Cuba allowed us to glimpse the ultimate end when left-wing collectivists employ government power to achieve their objectives of “equality” and “justice.” Ultimately, it requires naked force to keep an entire population in line and moving toward the desired goal. As long as those in power can maintain the facade of consent as they march forward, the citizens willingly live under a soft tyranny. But if resistance from opposing corners grows too stiff, it will require more and more coercion to maintain forward momentum. At some point, the mask comes off completely.
But collectivists are so convinced of the moral superiority of their vision for society, they willingly look the other way and even justify the most egregious violations of individual rights. We saw the ugliness of a left-wing, collectivist worldview in the fawning praise heaped on Castro in the days since his death. Leftists seem to think death squads and labor camps are a fair trade-off for universal healthcare and high literacy rates.
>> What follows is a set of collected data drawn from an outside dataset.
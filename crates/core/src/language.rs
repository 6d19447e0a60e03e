//! Language tags understood by the model

use std::fmt;
use std::str::FromStr;

use serde::{Deserialize, Serialize};

use crate::Error;

/// Language codes accepted by the model's language embedding.
///
/// Order matters: the index of a tag is the language id fed to the
/// conditioner graph.
pub const SUPPORTED_LANGUAGES: &[&str] = &[
    "af", "am", "an", "ar", "as", "az", "ba", "bg", "bn", "bpy", "bs", "ca", "cmn", "cs", "cy",
    "da", "de", "el", "en-029", "en-gb", "en-gb-scotland", "en-gb-x-gbclan", "en-gb-x-gbcwmd",
    "en-gb-x-rp", "en-us", "eo", "es", "es-419", "et", "eu", "fa", "fa-latn", "fi", "fr-be",
    "fr-ch", "fr-fr", "ga", "gd", "gn", "grc", "gu", "hak", "hi", "hr", "ht", "hu", "hy", "hyw",
    "ia", "id", "is", "it", "ja", "jbo", "ka", "kk", "kl", "kn", "ko", "kok", "ku", "ky", "la",
    "lfn", "lt", "lv", "mi", "mk", "ml", "mr", "ms", "mt", "my", "nb", "nci", "ne", "nl", "om",
    "or", "pa", "pap", "pl", "pt", "pt-br", "py", "quc", "ro", "ru", "ru-lv", "sd", "shn", "si",
    "sk", "sl", "sq", "sr", "sv", "sw", "ta", "te", "tn", "tr", "tt", "ur", "uz", "vi",
    "vi-vn-x-central", "vi-vn-x-south", "yue",
];

/// Lowercase language tag, e.g. `en-us`, `ru`, `ja`
#[derive(Debug, Clone, PartialEq, Eq, Hash, PartialOrd, Ord, Serialize, Deserialize)]
#[serde(try_from = "String", into = "String")]
pub struct LanguageTag(String);

impl LanguageTag {
    /// Parse and normalize a tag. Accepts `_` as a separator and any case.
    pub fn parse(raw: &str) -> Result<Self, Error> {
        let normalized = raw.trim().to_ascii_lowercase().replace('_', "-");

        if normalized.is_empty() {
            return Err(Error::Validation("language tag is empty".to_string()));
        }

        let valid = normalized
            .chars()
            .all(|c| c.is_ascii_lowercase() || c.is_ascii_digit() || c == '-')
            && !normalized.starts_with('-')
            && !normalized.ends_with('-');

        if !valid {
            return Err(Error::Validation(format!("invalid language tag: '{}'", raw)));
        }

        Ok(Self(normalized))
    }

    /// The fallback tag used when nothing better is known
    pub fn english() -> Self {
        Self("en-us".to_string())
    }

    pub fn as_str(&self) -> &str {
        &self.0
    }

    /// Index of this tag in [`SUPPORTED_LANGUAGES`]
    pub fn model_id(&self) -> Option<usize> {
        SUPPORTED_LANGUAGES.iter().position(|l| *l == self.0)
    }

    pub fn is_supported(&self) -> bool {
        self.model_id().is_some()
    }

    /// Primary subtag (`en` for `en-us`)
    pub fn primary(&self) -> &str {
        self.0.split('-').next().unwrap_or(&self.0)
    }
}

impl Default for LanguageTag {
    fn default() -> Self {
        Self::english()
    }
}

impl fmt::Display for LanguageTag {
    fn fmt(&self, f: &mut fmt::Formatter<'_>) -> fmt::Result {
        f.write_str(&self.0)
    }
}

impl FromStr for LanguageTag {
    type Err = Error;

    fn from_str(s: &str) -> Result<Self, Self::Err> {
        Self::parse(s)
    }
}

impl TryFrom<String> for LanguageTag {
    type Error = Error;

    fn try_from(value: String) -> Result<Self, Self::Error> {
        Self::parse(&value)
    }
}

impl From<LanguageTag> for String {
    fn from(tag: LanguageTag) -> Self {
        tag.0
    }
}

#[cfg(test)]
mod tests {
    use super::*;

    #[test]
    fn test_parse_normalizes() {
        assert_eq!(LanguageTag::parse(" EN_US ").unwrap().as_str(), "en-us");
        assert_eq!(LanguageTag::parse("ru").unwrap().as_str(), "ru");
    }

    #[test]
    fn test_parse_rejects_garbage() {
        assert!(LanguageTag::parse("").is_err());
        assert!(LanguageTag::parse("   ").is_err());
        assert!(LanguageTag::parse("en us").is_err());
        assert!(LanguageTag::parse("-en").is_err());
        assert!(LanguageTag::parse("ру").is_err());
    }

    #[test]
    fn test_model_id() {
        assert_eq!(LanguageTag::english().model_id(), Some(24));
        assert!(LanguageTag::parse("ru").unwrap().is_supported());
        assert!(!LanguageTag::parse("xx-yy").unwrap().is_supported());
    }

    #[test]
    fn test_table_ends_at_cantonese() {
        assert_eq!(SUPPORTED_LANGUAGES.len(), 109);
        assert_eq!(LanguageTag::parse("yue").unwrap().model_id(), Some(108));
        assert!(!LanguageTag::parse("he").unwrap().is_supported());
        assert!(!LanguageTag::parse("th").unwrap().is_supported());
    }

    #[test]
    fn test_primary_subtag() {
        assert_eq!(LanguageTag::english().primary(), "en");
        assert_eq!(LanguageTag::parse("cmn").unwrap().primary(), "cmn");
    }
}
In his classic work The Road to Serfdom, F.A. Hayek argues that Castro-style totalitarianism is the inevitable outcome of collectivism.
“Once you admit that the individual is merely a means to serve the ends of the higher entity called society or the nation, most of those features of totalitarian regimes which horrify us follow of necessity. From the collectivist standpoint intolerance and brutal suppression of dissent, the complete disregard of the life of happiness of the individual, are essential and unavoidable consequences of this basic premise, and the collectivist can admit this and at the same time claim that his system is superior to one in which the ‘selfish’ interests of the individual are allowed to obstruct the full realization of the ends the community pursues…There is always in the eyes of the collectivist a greater goal which these acts serve and which to him justifies them because the pursuit of the common end of society can know no limits in any rights or values of any individual.”
But the left doesn’t have a monopoly on collectivism nor on the accompanying willingness to use violence to impose its will on society. One only needs to see their lusty support for jailing anybody who dares burn an American flag to realize the same urge to use coercion and force motivates disciples of right wing government.
You can paint the mask with patriotic stars and stripes, or in a rainbow of social justice symbols, but underneath you will find the same burning eyes of violence. Regardless of its aims, the nobility of its objectives, or the intentions of its proponents, this is the fundamental nature of government. We saw it clearly in Cuba because Castro didn’t bother with the mask.